CLAIRE

Claire schaut Allison hinterher, als sie nach dem Bewerbungsgespräch die Straße hinuntergeht, und ist überrascht, wie erleichtert und gelöst die junge Frau wirkt. Als sie den Laden betreten hat, wirkte Allison bedrückt, so als laste ihre Geschichte schwer auf ihren Schultern, obwohl sie versucht hat, aufrecht zu stehen und selbstbewusst zu wirken. Allison Glenn scheint trotz ihrer Vergangenheit ein nettes Mädchen zu sein. Claire glaubt fest daran, dass jeder eine zweite Chance verdient hat. Wenn ihr und Jonathan nur eine einzige Möglichkeit gegeben worden wäre, Eltern zu werden, würden sie ihr Leben jetzt nicht mit Joshua teilen.

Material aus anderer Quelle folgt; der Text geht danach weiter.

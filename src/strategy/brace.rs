//! Declaration scanner for brace-delimited languages.
//!
//! Lines are first sanitized (string literals and comments blanked out, block
//! comment and template-string state carried across lines), then braces are
//! matched with a depth stack. A line matching a class or function header
//! pattern claims the first `{` at or after it, provided no `;` or `}`
//! terminates the header first. The declaration runs from the header (plus any
//! annotation lines directly above) to the matching `}`.

use super::comment::{indent_width, preceding_comment};
use super::scan::{Declaration, DeclarationKind};
use crate::cache::any_match;
use crate::lang::LanguageDescriptor;
use crate::position::{Position, BODY, COMMENT};
use std::collections::{HashMap, HashSet};

/// Lines searched below a header for its opening brace.
const HEADER_LOOKAHEAD: usize = 20;

/// Blanks out comments and string literals while preserving braces and
/// semicolons that are real code.
struct Sanitizer<'d> {
    descriptor: &'d LanguageDescriptor,
    in_block_comment: bool,
    in_multiline_string: bool,
}

impl<'d> Sanitizer<'d> {
    fn new(descriptor: &'d LanguageDescriptor) -> Self {
        Self {
            descriptor,
            in_block_comment: false,
            in_multiline_string: false,
        }
    }

    fn sanitize(&mut self, line: &str) -> Vec<char> {
        let chars: Vec<char> = line.chars().collect();
        let mut out = Vec::with_capacity(chars.len());
        let markup = self.descriptor.markup_aware
            && !self.in_multiline_string
            && !self.in_block_comment
            && line.trim_start().starts_with('<');
        let (block_open, block_close) = self.descriptor.block_comment.unwrap_or(("", ""));
        let mut quote: Option<char> = None;
        let mut i = 0;

        while i < chars.len() {
            let c = chars[i];

            if self.in_block_comment {
                if !block_close.is_empty() && starts_with_at(&chars, i, block_close) {
                    self.in_block_comment = false;
                    let width = block_close.chars().count();
                    out.extend(std::iter::repeat(' ').take(width));
                    i += width;
                } else {
                    out.push(' ');
                    i += 1;
                }
                continue;
            }

            if self.in_multiline_string || quote.is_some() {
                if c == '\\' {
                    out.push(' ');
                    if i + 1 < chars.len() {
                        out.push(' ');
                    }
                    i += 2;
                    continue;
                }
                if self.in_multiline_string && Some(c) == self.descriptor.multiline_string {
                    self.in_multiline_string = false;
                } else if quote == Some(c) {
                    quote = None;
                }
                out.push(' ');
                i += 1;
                continue;
            }

            if !markup && starts_with_at(&chars, i, self.descriptor.line_comment) {
                break;
            }
            if !block_open.is_empty() && starts_with_at(&chars, i, block_open) {
                self.in_block_comment = true;
                let width = block_open.chars().count();
                out.extend(std::iter::repeat(' ').take(width));
                i += width;
                continue;
            }
            if !markup && Some(c) == self.descriptor.multiline_string {
                self.in_multiline_string = true;
                out.push(' ');
                i += 1;
                continue;
            }
            if !markup && self.descriptor.string_delimiters.contains(&c) {
                quote = Some(c);
                out.push(' ');
                i += 1;
                continue;
            }

            out.push(c);
            i += 1;
        }

        out
    }
}

fn starts_with_at(chars: &[char], at: usize, token: &str) -> bool {
    !token.is_empty()
        && token
            .chars()
            .enumerate()
            .all(|(k, t)| chars.get(at + k) == Some(&t))
}

/// Matched brace pair, in line/column coordinates of the sanitized text.
#[derive(Debug, Clone, Copy)]
struct BracePair {
    close_line: usize,
    close_col: usize,
}

struct BraceMap {
    code: Vec<Vec<char>>,
    pairs: HashMap<(usize, usize), BracePair>,
}

impl BraceMap {
    fn build(lines: &[String], descriptor: &LanguageDescriptor) -> Self {
        let mut sanitizer = Sanitizer::new(descriptor);
        let code: Vec<Vec<char>> = lines.iter().map(|l| sanitizer.sanitize(l)).collect();

        let mut stack: Vec<(usize, usize)> = Vec::new();
        let mut pairs = HashMap::new();
        for (line_idx, line) in code.iter().enumerate() {
            for (col, c) in line.iter().enumerate() {
                match c {
                    '{' => stack.push((line_idx, col)),
                    '}' => {
                        // a stray closer is ignored rather than unbalancing everything
                        if let Some(open) = stack.pop() {
                            pairs.insert(
                                open,
                                BracePair {
                                    close_line: line_idx,
                                    close_col: col,
                                },
                            );
                        }
                    }
                    _ => {}
                }
            }
        }

        Self { code, pairs }
    }

    /// First `{` at or after the start of `header`, unless the header is
    /// terminated by `;` or `}` first.
    fn opening_brace(&self, header: usize) -> Option<(usize, usize)> {
        let last = (header + HEADER_LOOKAHEAD).min(self.code.len());
        for line_idx in header..last {
            for (col, c) in self.code[line_idx].iter().enumerate() {
                match c {
                    '{' => return Some((line_idx, col)),
                    ';' | '}' => return None,
                    _ => {}
                }
            }
        }
        None
    }
}

/// Extend `start` upward over attachment lines (annotations, template heads).
fn absorb_attachments(lines: &[String], start: usize, descriptor: &LanguageDescriptor) -> usize {
    let mut top = start;
    while top > 0 && any_match(descriptor.attachment_patterns, &lines[top - 1]) {
        top -= 1;
    }
    top
}

fn header_kind(line: &str, descriptor: &LanguageDescriptor) -> Option<DeclarationKind> {
    let trimmed = line.trim_start();
    if trimmed.is_empty() || descriptor.starts_with_statement(trimmed) {
        return None;
    }
    if any_match(descriptor.class_patterns, line) {
        Some(DeclarationKind::Class)
    } else if any_match(descriptor.function_patterns, line) {
        Some(DeclarationKind::Function)
    } else {
        None
    }
}

pub fn scan(lines: &[String], descriptor: &LanguageDescriptor) -> Vec<Declaration> {
    let braces = BraceMap::build(lines, descriptor);
    let mut claimed: HashSet<(usize, usize)> = HashSet::new();
    let mut declarations = Vec::new();

    for (idx, line) in lines.iter().enumerate() {
        // headers are matched on real code only
        let code: String = braces.code[idx].iter().collect();
        if code.trim().is_empty() {
            continue;
        }
        let Some(kind) = header_kind(line, descriptor) else {
            continue;
        };
        let Some(open) = braces.opening_brace(idx) else {
            continue;
        };
        let Some(pair) = braces.pairs.get(&open).copied() else {
            continue;
        };
        if !claimed.insert(open) {
            continue;
        }

        let start = absorb_attachments(lines, idx, descriptor);
        let end = pair.close_line + 1;
        let body_start = (open.0 + 1).min(pair.close_line);

        let mut position = Position::new(start, end, descriptor.language)
            .with_cols(Some(indent_width(&lines[start])), Some(pair.close_col + 1))
            .with_meta(
                BODY,
                Position::new(body_start, pair.close_line, descriptor.language),
            );
        if let Some(comment) = preceding_comment(lines, start, descriptor) {
            position = position.with_meta(COMMENT, comment);
        }

        declarations.push(Declaration { kind, position });
    }

    declarations
}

Es war eine bitterkalte Januarnacht sieben Jahre zuvor, nur eine Woche nachdem sie ihre Lizenz als Pflegeeltern erhalten hatten, als der Anruf von Dana bei Jonathan und Claire einging. Ein drei Jahre altes Mädchen war aufgegriffen worden, als es um Mitternacht allein die Drake Street entlangging. Die Kleine trug weder Mütze noch Mantel, konnte der Gruppe Collegejungen, die sie außerhalb der Bar in der Nähe ihres Wohnheims fanden, nicht sagen, zu wem sie gehörte. Die Studenten riefen die Polizei, das Jugendamt wurde eingeschaltet, und so kam es zu Danas Anruf. „Wir sind sofort da“, hatte Jonathan erklärt. Er brauchte Claire nicht zu fragen, ob sie ein Kind aufnehmen wollte. Er wusste es. Es war Claires sehnlichster Wunsch, ein Kind zu haben – egal, ob Junge oder Mädchen, wie alt, wo es herkam, welche Hautfarbe es hatte. Das war alles völlig nebensächlich. Und Claire wusste, dass Jonathan einfach nur ein kleines, klopfendes Herz neben seinem spüren und dem Kind wieder und wieder sagen wollte, dass alles gut werden würde.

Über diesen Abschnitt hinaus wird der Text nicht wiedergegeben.